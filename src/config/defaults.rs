/// Newest config layout this build understands
pub const CONFIG_VERSION: u32 = 1;

pub fn default_version() -> u32 {
    CONFIG_VERSION
}

/// Terminal columns below which the board switches to the tabbed layout
pub fn default_mobile_breakpoint() -> u16 {
    100
}

pub fn default_tick_ms() -> u64 {
    100
}

pub fn default_true() -> bool {
    true
}
//! TUI module for teamboard
//!
//! Renders one board session:
//! - Team panel (drag source) with per-member assignment dots
//! - Demand columns (drop targets), side by side or as tabs on narrow terminals
//! - Regional wizard for assignment boards

mod app;
mod views;
mod widgets;

pub use app::{run_tui, TuiConfig};

/// Ellipsize text to fit within max_chars
pub fn ellipsize(value: &str, max_chars: usize) -> String {
    if value.chars().count() <= max_chars {
        value.to_string()
    } else if max_chars == 0 {
        String::new()
    } else {
        let take = max_chars.saturating_sub(1);
        let mut result = value.chars().take(take).collect::<String>();
        result.push('…');
        result
    }
}
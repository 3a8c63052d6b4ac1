use crate::ledger::{PaymentEntry, ResidentPayments, YearPayments, MONTHS_PER_YEAR};
use crate::utils::is_future_month;
use chrono::NaiveDate;
use serde::{Deserialize, Serialize};

/// What an explicit zero payment means.
///
/// The accrual rule counts a zero month as unpaid, while the owed-month
/// listing on the resident page treats zero as a discount or prepaid marker.
/// Both readings occur in the source data, so callers pick one explicitly.
#[derive(Debug, Clone, Copy, PartialEq, Eq, Default, Serialize, Deserialize)]
pub enum ZeroPaymentPolicy {
    /// Zero accrues the full monthly due, like a missing entry.
    #[default]
    OwedInFull,
    /// Zero is a discount and accrues nothing.
    DiscountExcluded,
}

#[derive(Debug, Clone, Copy, PartialEq, Default, Serialize, Deserialize)]
pub struct OwedAmounts {
    /// January through the current month of the current year.
    pub owed_current: f64,
    /// All twelve months of the previous year.
    pub owed_prior: f64,
}

/// Amount still due for a single month.
pub fn month_shortfall(
    entry: Option<&PaymentEntry>,
    monthly_due: f64,
    policy: ZeroPaymentPolicy,
) -> f64 {
    match entry.and_then(|e| e.amount) {
        Some(amount) if amount == 0.0 => match policy {
            ZeroPaymentPolicy::OwedInFull => monthly_due,
            ZeroPaymentPolicy::DiscountExcluded => 0.0,
        },
        Some(amount) if amount > 0.0 && amount < monthly_due => monthly_due - amount,
        Some(amount) if amount >= monthly_due => 0.0,
        _ => monthly_due,
    }
}

fn sum_shortfall(
    year: Option<&YearPayments>,
    months: usize,
    monthly_due: f64,
    policy: ZeroPaymentPolicy,
) -> f64 {
    (0..months.min(MONTHS_PER_YEAR))
        .map(|month| {
            let entry = year.and_then(|slots| slots[month].as_ref());
            month_shortfall(entry, monthly_due, policy)
        })
        .sum()
}

/// Owed amounts under the standard accrual rule, where a zero payment is
/// treated as unpaid.
pub fn compute_owed(
    payments: Option<&ResidentPayments>,
    current_year: i32,
    current_month: usize,
    monthly_due: f64,
) -> OwedAmounts {
    compute_owed_with_policy(
        payments,
        current_year,
        current_month,
        monthly_due,
        ZeroPaymentPolicy::OwedInFull,
    )
}

pub fn compute_owed_with_policy(
    payments: Option<&ResidentPayments>,
    current_year: i32,
    current_month: usize,
    monthly_due: f64,
    policy: ZeroPaymentPolicy,
) -> OwedAmounts {
    let this_year = payments.and_then(|p| p.get(&current_year));
    let last_year = payments.and_then(|p| p.get(&(current_year - 1)));

    OwedAmounts {
        owed_current: sum_shortfall(
            this_year,
            current_month.min(MONTHS_PER_YEAR - 1) + 1,
            monthly_due,
            policy,
        ),
        owed_prior: sum_shortfall(last_year, MONTHS_PER_YEAR, monthly_due, policy),
    }
}

/// Months up to and including `through_month` that still owe something.
pub fn owed_months(
    year: Option<&YearPayments>,
    through_month: usize,
    monthly_due: f64,
    policy: ZeroPaymentPolicy,
) -> Vec<usize> {
    (0..=through_month.min(MONTHS_PER_YEAR - 1))
        .filter(|&month| {
            let entry = year.and_then(|slots| slots[month].as_ref());
            month_shortfall(entry, monthly_due, policy) > 0.0
        })
        .collect()
}

/// Display status of one month.
#[derive(Debug, Clone, Copy, PartialEq, Serialize, Deserialize)]
#[serde(tag = "status", content = "amount", rename_all = "snake_case")]
pub enum PaymentStatus {
    Paid(f64),
    Zero,
    /// Nothing recorded yet and the month has not started.
    Future,
    Unpaid,
}

pub fn classify_month(
    entry: Option<&PaymentEntry>,
    year: i32,
    month: usize,
    today: NaiveDate,
) -> PaymentStatus {
    match entry.and_then(|e| e.amount) {
        Some(amount) if amount > 0.0 => PaymentStatus::Paid(amount),
        Some(amount) if amount == 0.0 => PaymentStatus::Zero,
        _ if is_future_month(year, month, today) => PaymentStatus::Future,
        _ => PaymentStatus::Unpaid,
    }
}

pub fn year_statuses(
    year_payments: Option<&YearPayments>,
    year: i32,
    today: NaiveDate,
) -> [PaymentStatus; MONTHS_PER_YEAR] {
    std::array::from_fn(|month| {
        let entry = year_payments.and_then(|slots| slots[month].as_ref());
        classify_month(entry, year, month, today)
    })
}

#[cfg(test)]
mod tests {
    use super::*;
    use crate::ledger::empty_year;

    fn year_of(amounts: &[(usize, Option<f64>)]) -> YearPayments {
        let mut slots = empty_year();
        for &(month, amount) in amounts {
            slots[month] = Some(PaymentEntry { month, amount });
        }
        slots
    }

    #[test]
    fn test_current_year_partial_null_and_absent() {
        let mut payments = ResidentPayments::new();
        payments.insert(2024, year_of(&[(0, Some(40.0)), (1, None)]));

        let owed = compute_owed(Some(&payments), 2024, 2, 50.0);
        assert_eq!(owed.owed_current, 110.0);
        assert_eq!(owed.owed_prior, 600.0);
    }

    #[test]
    fn test_prior_year_fully_paid_and_fully_null() {
        let paid: Vec<(usize, Option<f64>)> = (0..12).map(|m| (m, Some(50.0))).collect();
        let nulls: Vec<(usize, Option<f64>)> = (0..12).map(|m| (m, None)).collect();

        let mut payments = ResidentPayments::new();
        payments.insert(2023, year_of(&paid));
        assert_eq!(compute_owed(Some(&payments), 2024, 0, 50.0).owed_prior, 0.0);

        payments.insert(2023, year_of(&nulls));
        assert_eq!(
            compute_owed(Some(&payments), 2024, 0, 50.0).owed_prior,
            600.0
        );
    }

    #[test]
    fn test_zero_and_overpayment() {
        let mut payments = ResidentPayments::new();
        payments.insert(2024, year_of(&[(0, Some(0.0)), (1, Some(80.0))]));

        let owed = compute_owed(Some(&payments), 2024, 1, 50.0);
        assert_eq!(owed.owed_current, 50.0);

        let discounted = compute_owed_with_policy(
            Some(&payments),
            2024,
            1,
            50.0,
            ZeroPaymentPolicy::DiscountExcluded,
        );
        assert_eq!(discounted.owed_current, 0.0);
    }

    #[test]
    fn test_unknown_resident_owes_everything() {
        let owed = compute_owed(None, 2024, 5, 50.0);
        assert_eq!(owed.owed_current, 300.0);
        assert_eq!(owed.owed_prior, 600.0);
    }

    #[test]
    fn test_month_past_december_is_clamped() {
        let december = compute_owed(None, 2024, 11, 50.0);
        assert_eq!(compute_owed(None, 2024, 12, 50.0), december);
        assert_eq!(compute_owed(None, 2024, usize::MAX, 50.0), december);
        assert_eq!(december.owed_current, 600.0);
    }

    #[test]
    fn test_partial_payment_never_increases_owed() {
        for paid in [0.01, 10.0, 25.0, 49.99] {
            let mut before = ResidentPayments::new();
            before.insert(2024, year_of(&[(0, None)]));
            let mut after = ResidentPayments::new();
            after.insert(2024, year_of(&[(0, Some(paid))]));

            let owed_before = compute_owed(Some(&before), 2024, 0, 50.0).owed_current;
            let owed_after = compute_owed(Some(&after), 2024, 0, 50.0).owed_current;
            assert!(owed_after <= owed_before);
            assert!((owed_after - (50.0 - paid)).abs() < 1e-9);
        }
    }

    #[test]
    fn test_owed_months_respects_policy() {
        let year = year_of(&[(0, Some(50.0)), (1, Some(0.0)), (2, Some(20.0))]);
        assert_eq!(
            owed_months(Some(&year), 3, 50.0, ZeroPaymentPolicy::OwedInFull),
            vec![1, 2, 3]
        );
        assert_eq!(
            owed_months(Some(&year), 3, 50.0, ZeroPaymentPolicy::DiscountExcluded),
            vec![2, 3]
        );
    }

    #[test]
    fn test_classification_relative_to_today() {
        let today = NaiveDate::from_ymd_opt(2024, 6, 15).unwrap();
        let year = year_of(&[(0, Some(50.0)), (1, Some(0.0)), (7, Some(50.0))]);
        let statuses = year_statuses(Some(&year), 2024, today);

        assert_eq!(statuses[0], PaymentStatus::Paid(50.0));
        assert_eq!(statuses[1], PaymentStatus::Zero);
        assert_eq!(statuses[5], PaymentStatus::Unpaid);
        assert_eq!(statuses[6], PaymentStatus::Future);
        assert_eq!(statuses[7], PaymentStatus::Paid(50.0));

        let next_year = year_statuses(None, 2025, today);
        assert!(next_year.iter().all(|s| *s == PaymentStatus::Future));
        let last_year = year_statuses(None, 2023, today);
        assert!(last_year.iter().all(|s| *s == PaymentStatus::Unpaid));
    }
}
________________________
The problem »
The answer should be an exact copy of the lines from the first line of the data through the line with "let take = max_chars.saturating_sub(1);" and should contain nothing else.

Solved problem »
filename src/config/defaults.rs
/// Newest config layout this build understands
pub const CONFIG_VERSION: u32 = 1;

pub fn default_version() -> u32 {
    CONFIG_VERSION
}

/// Terminal columns below which the board switches to the tabbed layout
pub fn default_mobile_breakpoint() -> u16 {
    100
}

pub fn default_tick_ms() -> u64 {
    100
}

pub fn default_true() -> bool {
    true
}
//! TUI module for teamboard
//!
//! Renders one board session:
//! - Team panel (drag source) with per-member assignment dots
//! - Demand columns (drop targets), side by side or as tabs on narrow terminals
//! - Regional wizard for assignment boards

mod app;
mod views;
mod widgets;

pub use app::{run_tui, TuiConfig};

/// Ellipsize text to fit within max_chars
pub fn ellipsize(value: &str, max_chars: usize) -> String {
    if value.chars().count() <= max_chars {
        value.to_string()
    } else if max_chars == 0 {
        String::new()
    } else {
        let take = max_chars.saturating_sub(1);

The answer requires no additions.